Task requirements
Check each line of the material below for "Serialize" and copy those where it appears.

Provided records Block Start

//! Game configuration.
//!
//! Configuration file: `gamemaster.toml` in the working directory, or any
//! path passed explicitly. Environment variables override the file:
//! `GM_SAVE_DIR`, `GM_TEMPLATES_DIR`, `GM_MODEL`.

use serde::{Deserialize, Serialize};
use std::fs;
use std::path::{Path, PathBuf};
use thiserror::Error;
use tracing::debug;

pub const DEFAULT_CONFIG_FILE: &str = "gamemaster.toml";

#[derive(Debug, Error)]
pub enum ConfigError {
    #[error("Failed to read config from {}: {source}", .path.display())]
    Read {
        path: PathBuf,
        #[source]
        source: std::io::Error,
    },

    #[error("Failed to parse config from {}: {source}", .path.display())]
    Parse {
        path: PathBuf,
        #[source]
        source: toml::de::Error,
    },

    #[error("Invalid value for {key}: {message}")]
    Invalid { key: &'static str, message: String },
}

#[derive(Debug, Clone, PartialEq, Serialize, Deserialize, Default)]
pub struct GameConfig {
    #[serde(default)]
    pub storage: StorageConfig,

    #[serde(default)]
    pub narrator: NarratorConfig,
}

/// Where saves and content templates live.
#[derive(Debug, Clone, PartialEq, Eq, Serialize, Deserialize)]
pub struct StorageConfig {
    #[serde(default = "default_save_dir")]
    pub save_dir: PathBuf,

    /// Optional `character_classes.json`, `npc_templates.json`,
    /// `quest_templates.json`.
    #[serde(default = "default_templates_dir")]
    pub templates_dir: PathBuf,
}

/// Settings for the hosted model.
#[derive(Debug, Clone, PartialEq, Serialize, Deserialize)]
pub struct NarratorConfig {
    #[serde(default = "default_model")]
    pub model: String,

    #[serde(default = "default_max_tokens")]
    pub max_tokens: usize,

    #[serde(default = "default_temperature")]
    pub temperature: f32,

    #[serde(default = "default_top_p")]
    pub top_p: f32,

    /// Conversation messages sent with each request.
    #[serde(default = "default_history_window")]
    pub history_window: usize,
}

fn default_save_dir() -> PathBuf {
    PathBuf::from("data/saves")
}

fn default_templates_dir() -> PathBuf {
    PathBuf::from("data/templates")
}

fn default_model() -> String {
    claude::DEFAULT_MODEL.to_string()
}

fn default_max_tokens() -> usize {
    2048
}

fn default_temperature() -> f32 {
    0.8
}

fn default_top_p() -> f32 {
    0.95
}

fn default_history_window() -> usize {
    10
}

impl Default for StorageConfig {
    fn default() -> Self {
        Self {
            save_dir: default_save_dir(),
            templates_dir: default_templates_dir(),
        }
    }
}

impl Default for NarratorConfig {
    fn default() -> Self {
        Self {
            model: default_model(),
            max_tokens: default_max_tokens(),
            temperature: default_temperature(),
            top_p: default_top_p(),
            history_window: default_history_window(),
        }
    }
}

impl GameConfig {
    /// Load from `path`, or from `gamemaster.toml` if it exists, then apply
    /// environment overrides. An explicit path must exist.
    pub fn load(path: Option<&Path>) -> Result<Self, ConfigError> {
        let mut config = match path {
            Some(path) => Self::from_file(path)?,
            None if Path::new(DEFAULT_CONFIG_FILE).exists() => {
                Self::from_file(Path::new(DEFAULT_CONFIG_FILE))?
            }
            None => Self::default(),
        };
        config.apply_overrides(|key| std::env::var(key).ok());
        config.validate()?;
        Ok(config)
    }

    pub fn from_file(path: &Path) -> Result<Self, ConfigError> {
        let content = fs::read_to_string(path).map_err(|source| ConfigError::Read {
            path: path.to_path_buf(),
            source,
        })?;
        let config = Self::from_toml(&content).map_err(|source| ConfigError::Parse {
            path: path.to_path_buf(),
            source,
        })?;
        debug!(path = %path.display(), "Loaded config");
        Ok(config)
    }

    pub fn from_toml(content: &str) -> Result<Self, toml::de::Error> {
        toml::from_str(content)
    }

    /// Apply `GM_*` overrides from `lookup`. Empty values are ignored.
    pub fn apply_overrides(&mut self, lookup: impl Fn(&str) -> Option<String>) {
        let get = |key: &str| lookup(key).filter(|v| !v.trim().is_empty());

        if let Some(dir) = get("GM_SAVE_DIR") {
            self.storage.save_dir = PathBuf::from(dir);
        }
        if let Some(dir) = get("GM_TEMPLATES_DIR") {
            self.storage.templates_dir = PathBuf::from(dir);
        }
        if let Some(model) = get("GM_MODEL") {
            self.narrator.model = model;
        }
    }

    pub fn validate(&self) -> Result<(), ConfigError> {
        let n = &self.narrator;
        if n.max_tokens == 0 {
            return Err(ConfigError::Invalid {
                key: "narrator.max_tokens",
                message: "must be positive".into(),
            });
        }
        if !(0.0..=1.0).contains(&n.temperature) {
            return Err(ConfigError::Invalid {
                key: "narrator.temperature",
                message: format!("{} is outside 0.0..=1.0", n.temperature),
            });
        }
        if !(0.0..=1.0).contains(&n.top_p) {
            return Err(ConfigError::Invalid {
                key: "narrator.top_p",
                message: format!("{} is outside 0.0..=1.0", n.top_p),
            });
        }
        if n.history_window == 0 {
            return Err(ConfigError::Invalid {
                key: "narrator.history_window",
                message: "must be at least 1".into(),
            });
        }
        Ok(())
    }
}

#[cfg(test)]
mod tests {
    use super::*;
    use std::collections::HashMap;
    use tempfile::TempDir;

    #[test]
    fn test_defaults() {
        let config = GameConfig::default();
        assert_eq!(config.storage.save_dir, PathBuf::from("data/saves"));
        assert_eq!(config.narrator.max_tokens, 2048);
        assert_eq!(config.narrator.history_window, 10);
        assert!(config.validate().is_ok());
    }

    #[test]
    fn test_partial_toml() {
        let config = GameConfig::from_toml(
            r#"
            [narrator]
            temperature = 0.5
            "#,
        )
        .unwrap();
        assert_eq!(config.narrator.temperature, 0.5);
        assert_eq!(config.narrator.top_p, 0.95);
        assert_eq!(config.storage, StorageConfig::default());
    }

    #[test]
    fn test_env_overrides() {
        let env = HashMap::from([
            ("GM_SAVE_DIR", "/tmp/gm-saves".to_string()),
            ("GM_MODEL", "  ".to_string()),
        ]);
        let mut config = GameConfig::default();
        config.apply_overrides(|k| env.get(k).cloned());
        assert_eq!(config.storage.save_dir, PathBuf::from("/tmp/gm-saves"));
        assert_eq!(config.narrator.model, claude::DEFAULT_MODEL);
    }

    #[test]
    fn test_from_file_and_validation() {
        let dir = TempDir::new().unwrap();
        let path = dir.path().join("gamemaster.toml");
        fs::write(&path, "[narrator]\nhistory_window = 0\n").unwrap();
        let config = GameConfig::from_file(&path).unwrap();
        assert!(matches!(
            config.validate(),
            Err(ConfigError::Invalid {
                key: "narrator.history_window",
                ..
            })
        ));

        let missing = GameConfig::from_file(&dir.path().join("nope.toml"));
        assert!(matches!(missing, Err(ConfigError::Read { .. })));

        fs::write(&path, "narrator = 3").unwrap();
        assert!(matches!(
            GameConfig::from_file(&path),
            Err(ConfigError::Parse { .. })
        ));
    }
}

Provided records Block End

Completed task
use serde::{Deserialize, Serialize};
#[derive(Debug, Clone, PartialEq, Serialize, Deserialize, Default)]
#[derive(Debug, Clone, PartialEq, Eq, Serialize, Deserialize)]
#[derive(Debug, Clone, PartialEq, Serialize, Deserialize)]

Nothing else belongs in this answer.